Is this C? My Python has no socket.getsockopt, even thou it is documented at https://docs.python.org/3/library/socket.html#socket.socket.getsockopt
Oh, I have getsockopt on socket objects, but it takes 2 arguments (level and option).
So I can do something like his and run it on the CI (outputs from my machine):
>>> import socket
>>> s = socket.socket()
>>> s.getsockopt(socket.SOL_SOCKET, socket.SO_SNDBUF)
16384
>>> s.getsockopt(socket.SOL_SOCKET, socket.SO_RCVBUF)
131072
But for ioctl, I am out of my depth. I've tried something like fcntl.ioctl(s, termios.TIOCOUTQ)
(as TIOCOUTQ is SIOCOUTQ in my /usr/include/linux/sockios.h
), but I get OSError: [Errno 14] Bad address
.
We seem to have exactly the same here when packaging 3.13.0rc1 on openSUSE/Tumbleweed, build log. Is it possible that the chrooted environment (which is what both us and Fedora have) misses something expected by this test?
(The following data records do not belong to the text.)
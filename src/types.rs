use chrono::NaiveDateTime;
use serde_json::Value as JsonValue;

/// Values that can be bound to a query or read back from a row.
///
/// One enum is used on both sides of the wire so helper code never has to
/// branch on driver types:
/// ```rust
/// use mssql_adapter::prelude::*;
///
/// let params = vec![
///     SqlValue::Int(1),
///     SqlValue::Text("alice".into()),
///     SqlValue::Bool(true),
/// ];
/// # let _ = params;
/// ```
///
/// `NumericText` carries a numeric-looking string that must stay a string on
/// the wire (think zero-padded identifiers like `0045646`); `Binary` always
/// binds as varbinary(max) and emulates as a `0x..` literal.
#[derive(Debug, Clone, PartialEq)]
pub enum SqlValue {
    /// NULL value
    Null,
    /// Boolean value (stored as BIT / 0-1)
    Bool(bool),
    /// Integer value (64-bit)
    Int(i64),
    /// Floating point value (64-bit)
    Float(f64),
    /// Text/string value
    Text(String),
    /// Numeric-looking text that must never be re-interpreted as a number
    NumericText(String),
    /// Binary data
    Binary(Vec<u8>),
    /// Timestamp value
    Timestamp(NaiveDateTime),
    /// JSON value (bound as NVARCHAR text)
    Json(JsonValue),
}

impl SqlValue {
    /// Check if this value is NULL
    #[must_use]
    pub fn is_null(&self) -> bool {
        matches!(self, Self::Null)
    }

    #[must_use]
    pub fn as_int(&self) -> Option<&i64> {
        if let SqlValue::Int(value) = self {
            Some(value)
        } else {
            None
        }
    }

    #[must_use]
    pub fn as_text(&self) -> Option<&str> {
        match self {
            SqlValue::Text(value) | SqlValue::NumericText(value) => Some(value),
            _ => None,
        }
    }

    #[must_use]
    pub fn as_bool(&self) -> Option<&bool> {
        if let SqlValue::Bool(value) = self {
            return Some(value);
        } else if let Some(i) = self.as_int() {
            if *i == 1 {
                return Some(&true);
            } else if *i == 0 {
                return Some(&false);
            }
        }
        None
    }

    #[must_use]
    pub fn as_float(&self) -> Option<f64> {
        if let SqlValue::Float(value) = self {
            Some(*value)
        } else {
            None
        }
    }

    #[must_use]
    pub fn as_timestamp(&self) -> Option<NaiveDateTime> {
        if let SqlValue::Timestamp(value) = self {
            return Some(*value);
        } else if let Some(s) = self.as_text() {
            // Try "YYYY-MM-DD HH:MM:SS"
            if let Ok(dt) = NaiveDateTime::parse_from_str(s, "%Y-%m-%d %H:%M:%S") {
                return Some(dt);
            }
            // Try "YYYY-MM-DD HH:MM:SS.SSS"
            if let Ok(dt) = NaiveDateTime::parse_from_str(s, "%Y-%m-%d %H:%M:%S.%3f") {
                return Some(dt);
            }
        }
        None
    }

    #[must_use]
    pub fn as_binary(&self) -> Option<&[u8]> {
        if let SqlValue::Binary(bytes) = self {
            Some(bytes)
        } else {
            None
        }
    }
}

/// The kind of operation a statement performs.
///
/// `Structure` statements are sent verbatim: raw DDL may legitimately contain
/// a literal `?` (e.g. in a column default), so they never pass through
/// placeholder fix-up.
#[derive(Debug, Clone, Copy, PartialEq, Eq, Hash)]
pub enum QueryKind {
    Select,
    Insert,
    Update,
    Delete,
    /// DDL handed over by a schema manager
    Structure,
    /// Internal/auxiliary statements (collation lookup, applocks, ...)
    Aux,
}

impl QueryKind {
    /// Whether statements of this kind participate in parameter fix-up.
    #[must_use]
    pub fn uses_parameters(self) -> bool {
        !matches!(self, QueryKind::Structure)
    }
}

/// Placeholder convention used by a query's parameter markers.
///
/// Exactly one style may be active per query; mixing styles is a coding
/// error surfaced by [`infer_style`](crate::placeholder::infer_style).
#[derive(Debug, Clone, Copy, PartialEq, Eq)]
pub enum PlaceholderStyle {
    /// Positional `?` markers
    Positional,
    /// Dollar-indexed markers like `$1`
    DollarIndexed,
    /// Named markers like `:userid`
    NamedColon,
}

/// An ordered set of query parameters.
///
/// Positional sets pair up with `?`/`$n` markers by position or index; named
/// sets pair with `:name` markers by key. Order is significant in both forms
/// (named entries keep their insertion order so appended pagination
/// parameters land at the end).
#[derive(Debug, Clone, PartialEq, Default)]
pub enum ParamSet {
    /// No parameters at all
    #[default]
    None,
    /// Values bound by position
    Positional(Vec<SqlValue>),
    /// Values bound by name
    Named(Vec<(String, SqlValue)>),
}

impl ParamSet {
    #[must_use]
    pub fn positional(values: Vec<SqlValue>) -> Self {
        ParamSet::Positional(values)
    }

    #[must_use]
    pub fn named(values: Vec<(String, SqlValue)>) -> Self {
        ParamSet::Named(values)
    }

    #[must_use]
    pub fn len(&self) -> usize {
        match self {
            ParamSet::None => 0,
            ParamSet::Positional(values) => values.len(),
            ParamSet::Named(values) => values.len(),
        }
    }

    #[must_use]
    pub fn is_empty(&self) -> bool {
        self.len() == 0
    }

    /// Look up a named value by key.
    #[must_use]
    pub fn get_named(&self, key: &str) -> Option<&SqlValue> {
        match self {
            ParamSet::Named(values) => values
                .iter()
                .find(|(name, _)| name == key)
                .map(|(_, value)| value),
            _ => None,
        }
    }

    #[must_use]
    pub fn has_named_key(&self, key: &str) -> bool {
        self.get_named(key).is_some()
    }
}

impl From<Vec<SqlValue>> for ParamSet {
    fn from(values: Vec<SqlValue>) -> Self {
        if values.is_empty() {
            ParamSet::None
        } else {
            ParamSet::Positional(values)
        }
    }
}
I'm also seeing this sometimes when testing on Gentoo amd64, in systemd-nspawn container. However, the test is only flaky here — generally it fails when the system is busy, but passes when Python's test suite has all the CPU to itself.
This now started failing in the Fedora build system as well.
This now started failing in the Fedora build system as well.
Presumably when our builders were kernel-updated to 6.10.4 and/or 6.10.5.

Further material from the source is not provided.